Selon vous, la forme de la lecture publique peut-elle être une fin en soi, au même titre qu'une mise en scène ? Ou n'est-elle jamais qu'une première mise à l'épreuve/confrontation du texte au plateau ? C'est curieux comme les processus de production industrielle ont modelé notre rapport à l'art. On parle volontiers de "test", d'"épreuve", de "vérification"... Serait-ce qu'on vise le "zéro défaut" ? l'amélioration du rapport qualité-prix ? la satisfaction de la clientèle ?... Tous ces dispositifs visent sans le dire (et le plus souvent sans le savoir) à une désingularisation générale des écritures. La moindre des choses qu'on puisse attendre d'une œuvre d'art dans notre environnement ultra-fonctionnaliste, c'est qu'elle dysfonctionne ! D'autre part, aucun geste artistique n'est une "fin en soi". Plutôt le début de quelque chose, qu'on devrait prendre garde à ne pas trop définir — disons l'émergence d'une potentialité collective inédite. C'est pourquoi, il n'y a pas de geste-à-moitié. Si l'on propose une mise en voix, il faut l'envisager comme devant "tenir toute seule", et non pas comme une préfiguration d'une œuvre à venir. Rien n'est "à venir", tout est là, tel que c'est, dans l'instant de la séance, quelques soient les moyens adoptés (et quelles que soient les intentions de départ). Personne ne vient assister un geste de théâtre dans l'idée de subir un brouillon. Il ne viendrait à l'idée de personne de considérer la mise en scène d'un drame comme l'ébauche d'un film. Une aquarelle n'est pas nécessairement l'ébauche d'une toile.

Êtes-vous d'accord avec l'idée selon laquelle la première création d'un texte devrait se faire de façon assez minimaliste, simple, afin que le texte résonne et qu'il ne soit pas associé à une mise en scène (et à sa fortune ou non) ? Michel Vinaver parle de « mise en trop » pour parler de la mise en scène et de la propension du metteur en scène à toujours en faire trop. La lecture publique ne pourrait-elle pas être, en ce sens, une sorte de réponse appropriée au premier geste permettant au texte de rencontrer le public ?

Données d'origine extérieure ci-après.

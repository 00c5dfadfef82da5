use crate::{Error, Result};
use serde::Deserialize;
use std::path::{Path, PathBuf};
use std::time::Duration;

/// Default CDP endpoint of the agent-managed browser.
pub const DEFAULT_CDP_URL: &str = "http://127.0.0.1:18800";

/// Default address of the warm OCR server.
pub const DEFAULT_SERVER_URL: &str = "http://127.0.0.1:8089";

/// Environment variable naming a YAML settings file.
pub const CONFIG_ENV: &str = "EOKA_OCR_CONFIG";

/// Runtime settings. Every field has a default, so an empty file is valid.
#[derive(Debug, Clone, Deserialize)]
#[serde(default)]
pub struct Settings {
    /// Base URL of the warm OCR server.
    pub server_url: String,

    /// CDP endpoint of the running browser.
    pub cdp_url: String,

    /// OCR model location.
    pub models: ModelSettings,

    /// Bind address for `eoka-ocr-server`.
    pub server: ServerSettings,

    /// Client-side timeouts.
    pub timeouts: Timeouts,

    /// Viewport used when launching a fresh browser for a URL.
    pub viewport: Viewport,
}

impl Default for Settings {
    fn default() -> Self {
        Self {
            server_url: DEFAULT_SERVER_URL.into(),
            cdp_url: DEFAULT_CDP_URL.into(),
            models: ModelSettings::default(),
            server: ServerSettings::default(),
            timeouts: Timeouts::default(),
            viewport: Viewport::default(),
        }
    }
}

impl Settings {
    /// Load settings from `path`, else from `$EOKA_OCR_CONFIG`, else defaults,
    /// then apply environment overrides.
    pub fn load(path: Option<&Path>) -> Result<Self> {
        Self::load_with(path, |_| {})
    }

    /// Like [`Settings::load`], with command-line overrides applied last.
    /// Validation runs once, after every override.
    pub fn load_with<F>(path: Option<&Path>, overrides: F) -> Result<Self>
    where
        F: FnOnce(&mut Self),
    {
        let path = path
            .map(Path::to_path_buf)
            .or_else(|| std::env::var_os(CONFIG_ENV).map(PathBuf::from));

        let mut settings = match path {
            Some(p) => {
                let content = std::fs::read_to_string(&p)?;
                Self::parse_yaml(&content)?
            }
            None => Self::default(),
        };
        settings.apply_env(|key| std::env::var(key).ok());
        overrides(&mut settings);
        settings.validate()?;
        Ok(settings)
    }

    /// Parse settings from a YAML string. Not validated; overrides may
    /// still replace any value.
    pub fn parse_yaml(yaml: &str) -> Result<Self> {
        if yaml.trim().is_empty() {
            return Ok(Self::default());
        }
        Ok(serde_yaml::from_str(yaml)?)
    }

    /// Apply `OCR_SERVER_URL`, `EOKA_OCR_CDP_URL`, `EOKA_OCR_MODELS` and
    /// `EOKA_OCR_LANG` from the given lookup.
    pub fn apply_env<F>(&mut self, lookup: F)
    where
        F: Fn(&str) -> Option<String>,
    {
        if let Some(v) = lookup("OCR_SERVER_URL") {
            self.server_url = v;
        }
        if let Some(v) = lookup("EOKA_OCR_CDP_URL") {
            self.cdp_url = v;
        }
        if let Some(v) = lookup("EOKA_OCR_MODELS") {
            self.models.dir = PathBuf::from(v);
        }
        if let Some(v) = lookup("EOKA_OCR_LANG") {
            self.models.language = v;
        }
    }

    /// Validate the settings.
    pub fn validate(&self) -> Result<()> {
        if self.server_url.trim().is_empty() {
            return Err(Error::Config("server_url must not be empty".into()));
        }
        if self.cdp_url.trim().is_empty() {
            return Err(Error::Config("cdp_url must not be empty".into()));
        }
        if self.models.dir.as_os_str().is_empty() {
            return Err(Error::Config("models.dir must not be empty".into()));
        }
        if self.server.port == 0 {
            return Err(Error::Config("server.port must be non-zero".into()));
        }
        if self.timeouts.health_ms == 0 || self.timeouts.request_ms == 0 {
            return Err(Error::Config("timeouts must be non-zero".into()));
        }
        if self.viewport.width == 0 || self.viewport.height == 0 {
            return Err(Error::Config("viewport must be non-zero".into()));
        }
        Ok(())
    }
}

/// Where the PaddleOCR model files live and which language to recognize.
#[derive(Debug, Clone, Deserialize)]
#[serde(default)]
pub struct ModelSettings {
    pub dir: PathBuf,
    pub language: String,
}

impl Default for ModelSettings {
    fn default() -> Self {
        Self {
            dir: PathBuf::from("models"),
            language: "chinese".into(),
        }
    }
}

/// Bind address of the warm server.
#[derive(Debug, Clone, Deserialize)]
#[serde(default)]
pub struct ServerSettings {
    pub host: String,
    pub port: u16,
}

impl Default for ServerSettings {
    fn default() -> Self {
        Self {
            host: "0.0.0.0".into(),
            port: 8089,
        }
    }
}

impl ServerSettings {
    pub fn bind_addr(&self) -> String {
        format!("{}:{}", self.host, self.port)
    }
}

/// Client-side timeouts in milliseconds.
#[derive(Debug, Clone, Deserialize)]
#[serde(default)]
pub struct Timeouts {
    /// Health probe timeout.
    pub health_ms: u64,
    /// OCR request timeout.
    pub request_ms: u64,
}

impl Default for Timeouts {
    fn default() -> Self {
        Self {
            health_ms: 1000,
            request_ms: 30_000,
        }
    }
}

impl Timeouts {
    pub fn health(&self) -> Duration {
        Duration::from_millis(self.health_ms)
    }

    pub fn request(&self) -> Duration {
        Duration::from_millis(self.request_ms)
    }
}

/// Viewport dimensions.
#[derive(Debug, Clone, Copy, Deserialize)]
#[serde(default)]
pub struct Viewport {
    pub width: u32,
    pub height: u32,
}

impl Default for Viewport {
    fn default() -> Self {
        Self {
            width: 1280,
            height: 720,
        }
    }
}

Encore une fois, il n'y a pas, selon moi, de geste "premier" et de geste "second". Il y a … ce qu'il y a. L'opération théâtrale se vit au présent. Il n'y a pas d'arrière-monde au donné-à-voir. What is done is done...

Maintenant, concernant l'idée d'une "mise en trop", je m'accorde volontiers avec Michel Vinaver pour juger que la scène pèche souvent par remplissage. Mettre en scène devrait consister d'abord à mettre en assemblée, et par conséquent à ménager l'espace d'une pensée collective. Débarrasser le terrain, plutôt que l'occuper.

En tant que spectateur, quel plaisir trouvez-vous lors d'une lecture publique ?

J'éprouve une forme de joie particulière : la joie de la fiction à nu. On dirait que je serais... Magnifique geste d'enfance perpétué à l'âge adulte, par lequel on forge des représentations du réel qui ne cèdent en rien à la fascination hallucinatoire du double (Rosset). On n'invente pas un autre monde, on pense celui-ci (sachant qu'il n'y en a pas d'autre). C'est le contraire de la messe : on n'invoque pas de puissances supérieures cachées. On fabule à vue. Juste pour voir...

À quel niveau se situe la théâtralité dans le cadre d'une lecture publique, où le texte et la littérature, l'écriture sont au premier rang (lorsque la définition donnée par Roland Barthes parle de « théâtre moins le texte ») ?

La citation complète : “Qu'est-ce que la théâtralité ? c'est le théâtre moins le texte, c'est une épaisseur de signes, de sensations qui s'édifie sur la scène à partir de l'argument écrit, c'est cette sorte de perception œcuménique des artifices sensuels, gestes, tons, distances, substances, lumières, qui submergent le texte sous la plénitude de son langage extérieur.” Cette submersion du texte par sa propre potentialité théâtrale nomme le devenir-théâtre du texte dramatique, et manifeste qu'on n'écrit jamais du théâtre, mais pour le théâtre. Cette tension native du texte vers les corps et la scène, donne, je crois la substance à ce qu'on peut appeler la "théâtralité" d'un texte. Sa capacité d'évocation du réel se double d'une capacité d'évocation du théâtre. Le texte dramatique, rêve éveillé, "dirigé" (Claudel), est également rêve de théâtre — invitation à rêver le théâtre. Un théâtre de rêve, en somme !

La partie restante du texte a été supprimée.